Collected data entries

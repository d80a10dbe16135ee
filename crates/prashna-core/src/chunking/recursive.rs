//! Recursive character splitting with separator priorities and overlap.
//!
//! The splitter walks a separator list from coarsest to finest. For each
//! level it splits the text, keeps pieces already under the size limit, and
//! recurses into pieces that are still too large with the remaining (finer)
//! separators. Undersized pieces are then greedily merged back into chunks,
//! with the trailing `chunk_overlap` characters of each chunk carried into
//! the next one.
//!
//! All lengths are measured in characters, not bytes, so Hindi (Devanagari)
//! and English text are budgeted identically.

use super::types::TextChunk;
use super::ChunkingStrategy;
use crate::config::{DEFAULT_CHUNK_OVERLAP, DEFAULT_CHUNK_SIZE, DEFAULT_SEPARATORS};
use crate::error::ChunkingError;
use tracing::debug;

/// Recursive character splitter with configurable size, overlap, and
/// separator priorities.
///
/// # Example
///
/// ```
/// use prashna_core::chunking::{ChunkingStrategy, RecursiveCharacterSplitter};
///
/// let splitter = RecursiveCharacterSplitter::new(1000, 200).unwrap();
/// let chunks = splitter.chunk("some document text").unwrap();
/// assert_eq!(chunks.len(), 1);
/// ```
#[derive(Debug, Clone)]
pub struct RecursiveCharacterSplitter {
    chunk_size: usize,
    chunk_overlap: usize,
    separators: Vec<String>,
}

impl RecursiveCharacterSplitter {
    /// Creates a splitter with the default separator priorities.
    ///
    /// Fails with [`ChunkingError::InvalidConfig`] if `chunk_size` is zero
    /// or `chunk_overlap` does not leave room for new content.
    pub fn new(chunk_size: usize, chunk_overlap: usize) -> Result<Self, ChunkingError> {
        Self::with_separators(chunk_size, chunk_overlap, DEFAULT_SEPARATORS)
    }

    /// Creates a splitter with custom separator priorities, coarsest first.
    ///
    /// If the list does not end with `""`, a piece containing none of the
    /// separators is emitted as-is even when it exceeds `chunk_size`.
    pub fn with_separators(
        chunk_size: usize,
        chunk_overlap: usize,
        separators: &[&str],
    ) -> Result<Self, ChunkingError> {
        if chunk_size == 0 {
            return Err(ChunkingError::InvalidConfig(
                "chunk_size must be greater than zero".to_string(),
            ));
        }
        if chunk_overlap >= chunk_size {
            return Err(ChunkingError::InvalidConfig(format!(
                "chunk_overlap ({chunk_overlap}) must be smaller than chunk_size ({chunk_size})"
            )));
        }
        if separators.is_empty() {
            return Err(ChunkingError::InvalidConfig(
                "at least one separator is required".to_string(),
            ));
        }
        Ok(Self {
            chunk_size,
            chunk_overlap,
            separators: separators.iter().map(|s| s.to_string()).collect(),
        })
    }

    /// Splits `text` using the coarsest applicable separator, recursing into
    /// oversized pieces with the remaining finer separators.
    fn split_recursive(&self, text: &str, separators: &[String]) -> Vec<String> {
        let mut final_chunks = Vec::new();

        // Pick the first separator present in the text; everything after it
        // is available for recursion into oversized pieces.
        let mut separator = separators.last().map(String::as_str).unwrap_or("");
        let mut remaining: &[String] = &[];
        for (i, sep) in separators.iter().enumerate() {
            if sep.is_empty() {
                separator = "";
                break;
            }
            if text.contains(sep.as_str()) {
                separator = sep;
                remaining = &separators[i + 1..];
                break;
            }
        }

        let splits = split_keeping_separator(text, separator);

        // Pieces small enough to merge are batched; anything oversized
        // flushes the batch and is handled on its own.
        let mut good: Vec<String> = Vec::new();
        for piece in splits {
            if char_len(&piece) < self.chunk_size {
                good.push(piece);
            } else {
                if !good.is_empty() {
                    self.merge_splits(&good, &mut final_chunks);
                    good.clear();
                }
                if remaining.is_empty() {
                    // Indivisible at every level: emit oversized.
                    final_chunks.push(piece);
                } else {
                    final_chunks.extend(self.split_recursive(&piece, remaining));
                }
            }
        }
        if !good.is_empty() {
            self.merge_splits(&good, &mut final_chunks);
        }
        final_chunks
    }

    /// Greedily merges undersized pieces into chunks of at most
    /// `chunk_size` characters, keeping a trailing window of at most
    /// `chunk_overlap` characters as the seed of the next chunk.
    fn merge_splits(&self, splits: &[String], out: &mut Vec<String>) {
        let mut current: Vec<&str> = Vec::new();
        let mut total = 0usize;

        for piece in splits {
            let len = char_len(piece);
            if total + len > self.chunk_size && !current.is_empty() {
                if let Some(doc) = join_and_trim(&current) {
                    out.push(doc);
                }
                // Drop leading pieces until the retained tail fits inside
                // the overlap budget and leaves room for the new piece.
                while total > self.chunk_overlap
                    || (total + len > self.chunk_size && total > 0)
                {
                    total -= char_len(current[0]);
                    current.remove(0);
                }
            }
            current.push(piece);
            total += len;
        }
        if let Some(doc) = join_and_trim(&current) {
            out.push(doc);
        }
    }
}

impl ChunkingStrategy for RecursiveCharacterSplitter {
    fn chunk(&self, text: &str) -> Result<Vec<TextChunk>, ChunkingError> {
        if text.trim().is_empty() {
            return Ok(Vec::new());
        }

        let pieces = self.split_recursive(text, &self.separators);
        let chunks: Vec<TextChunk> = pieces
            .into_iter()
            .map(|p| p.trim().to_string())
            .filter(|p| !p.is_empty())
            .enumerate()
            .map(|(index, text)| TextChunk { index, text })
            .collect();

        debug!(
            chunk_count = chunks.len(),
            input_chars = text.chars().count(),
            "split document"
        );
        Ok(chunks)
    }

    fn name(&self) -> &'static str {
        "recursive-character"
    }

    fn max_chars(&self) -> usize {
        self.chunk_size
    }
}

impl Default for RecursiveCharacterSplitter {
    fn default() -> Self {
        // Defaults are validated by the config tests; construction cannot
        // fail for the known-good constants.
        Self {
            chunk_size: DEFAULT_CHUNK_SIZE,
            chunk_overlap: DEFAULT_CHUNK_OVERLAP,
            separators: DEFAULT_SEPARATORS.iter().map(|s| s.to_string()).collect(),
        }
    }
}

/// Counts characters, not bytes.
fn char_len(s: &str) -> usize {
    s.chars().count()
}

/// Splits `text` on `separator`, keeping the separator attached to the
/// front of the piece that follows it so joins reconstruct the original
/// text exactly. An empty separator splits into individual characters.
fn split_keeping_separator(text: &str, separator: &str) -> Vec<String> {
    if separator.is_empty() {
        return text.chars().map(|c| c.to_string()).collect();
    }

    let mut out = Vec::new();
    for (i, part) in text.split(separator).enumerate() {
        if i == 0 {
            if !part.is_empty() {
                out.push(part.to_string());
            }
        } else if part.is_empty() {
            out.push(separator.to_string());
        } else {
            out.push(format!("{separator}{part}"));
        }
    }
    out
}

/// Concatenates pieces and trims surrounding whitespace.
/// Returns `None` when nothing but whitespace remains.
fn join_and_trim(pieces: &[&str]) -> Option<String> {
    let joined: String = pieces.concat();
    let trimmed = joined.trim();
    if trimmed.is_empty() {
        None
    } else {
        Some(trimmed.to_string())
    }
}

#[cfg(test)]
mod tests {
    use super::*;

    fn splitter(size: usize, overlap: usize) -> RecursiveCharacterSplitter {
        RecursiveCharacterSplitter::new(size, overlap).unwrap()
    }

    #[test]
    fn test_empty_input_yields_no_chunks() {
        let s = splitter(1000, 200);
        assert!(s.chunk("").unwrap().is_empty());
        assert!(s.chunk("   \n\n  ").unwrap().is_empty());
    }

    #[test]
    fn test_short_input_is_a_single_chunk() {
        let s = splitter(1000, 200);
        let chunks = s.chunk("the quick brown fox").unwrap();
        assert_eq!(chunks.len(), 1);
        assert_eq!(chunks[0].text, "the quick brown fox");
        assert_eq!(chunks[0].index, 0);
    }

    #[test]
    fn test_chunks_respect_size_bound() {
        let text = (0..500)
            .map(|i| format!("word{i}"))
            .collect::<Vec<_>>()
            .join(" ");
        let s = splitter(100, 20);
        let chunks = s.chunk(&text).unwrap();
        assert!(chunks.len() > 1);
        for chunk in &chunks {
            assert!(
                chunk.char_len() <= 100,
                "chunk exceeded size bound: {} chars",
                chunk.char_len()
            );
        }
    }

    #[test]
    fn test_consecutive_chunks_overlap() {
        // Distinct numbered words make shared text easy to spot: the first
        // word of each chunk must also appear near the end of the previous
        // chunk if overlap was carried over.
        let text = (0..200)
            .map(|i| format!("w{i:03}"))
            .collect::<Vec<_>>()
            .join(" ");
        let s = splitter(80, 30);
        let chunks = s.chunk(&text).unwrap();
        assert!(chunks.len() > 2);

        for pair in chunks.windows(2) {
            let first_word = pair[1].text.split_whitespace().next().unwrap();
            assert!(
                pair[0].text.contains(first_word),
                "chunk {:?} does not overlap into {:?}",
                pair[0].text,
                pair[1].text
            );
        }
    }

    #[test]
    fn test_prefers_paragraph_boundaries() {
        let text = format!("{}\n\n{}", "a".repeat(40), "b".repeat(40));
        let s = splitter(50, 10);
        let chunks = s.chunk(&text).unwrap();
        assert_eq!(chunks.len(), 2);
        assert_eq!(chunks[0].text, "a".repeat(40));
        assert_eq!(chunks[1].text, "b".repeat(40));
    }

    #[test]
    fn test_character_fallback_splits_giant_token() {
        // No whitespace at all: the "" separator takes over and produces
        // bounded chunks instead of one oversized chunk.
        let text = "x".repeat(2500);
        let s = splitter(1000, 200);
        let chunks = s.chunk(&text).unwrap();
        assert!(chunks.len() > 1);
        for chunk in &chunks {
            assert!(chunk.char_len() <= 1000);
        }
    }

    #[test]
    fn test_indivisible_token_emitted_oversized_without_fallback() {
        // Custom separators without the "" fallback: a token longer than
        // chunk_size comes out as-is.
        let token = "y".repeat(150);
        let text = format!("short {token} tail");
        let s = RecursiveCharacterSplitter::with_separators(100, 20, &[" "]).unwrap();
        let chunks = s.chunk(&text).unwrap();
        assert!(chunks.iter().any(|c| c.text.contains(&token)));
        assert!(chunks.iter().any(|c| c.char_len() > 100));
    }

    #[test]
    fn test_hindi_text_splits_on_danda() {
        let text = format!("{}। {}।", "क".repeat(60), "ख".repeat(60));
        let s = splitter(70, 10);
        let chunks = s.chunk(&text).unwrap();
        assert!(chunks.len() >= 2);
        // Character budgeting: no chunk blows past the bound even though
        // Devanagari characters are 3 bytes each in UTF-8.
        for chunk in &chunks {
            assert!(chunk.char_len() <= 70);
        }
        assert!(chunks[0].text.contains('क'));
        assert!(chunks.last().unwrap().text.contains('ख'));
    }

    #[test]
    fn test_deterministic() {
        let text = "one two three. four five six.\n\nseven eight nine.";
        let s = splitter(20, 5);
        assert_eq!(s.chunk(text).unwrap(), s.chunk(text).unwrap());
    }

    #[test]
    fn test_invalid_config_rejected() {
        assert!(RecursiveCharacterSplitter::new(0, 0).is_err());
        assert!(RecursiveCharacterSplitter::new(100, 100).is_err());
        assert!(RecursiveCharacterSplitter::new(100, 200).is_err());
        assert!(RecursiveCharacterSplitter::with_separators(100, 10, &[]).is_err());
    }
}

[PROBLEM]:
From the records, copy out each line that includes the string "TextChunk".

[OUTPUT OF THE EXERCISE]:
use super::types::TextChunk;
    fn chunk(&self, text: &str) -> Result<Vec<TextChunk>, ChunkingError> {
        let chunks: Vec<TextChunk> = pieces
            .map(|(index, text)| TextChunk { index, text })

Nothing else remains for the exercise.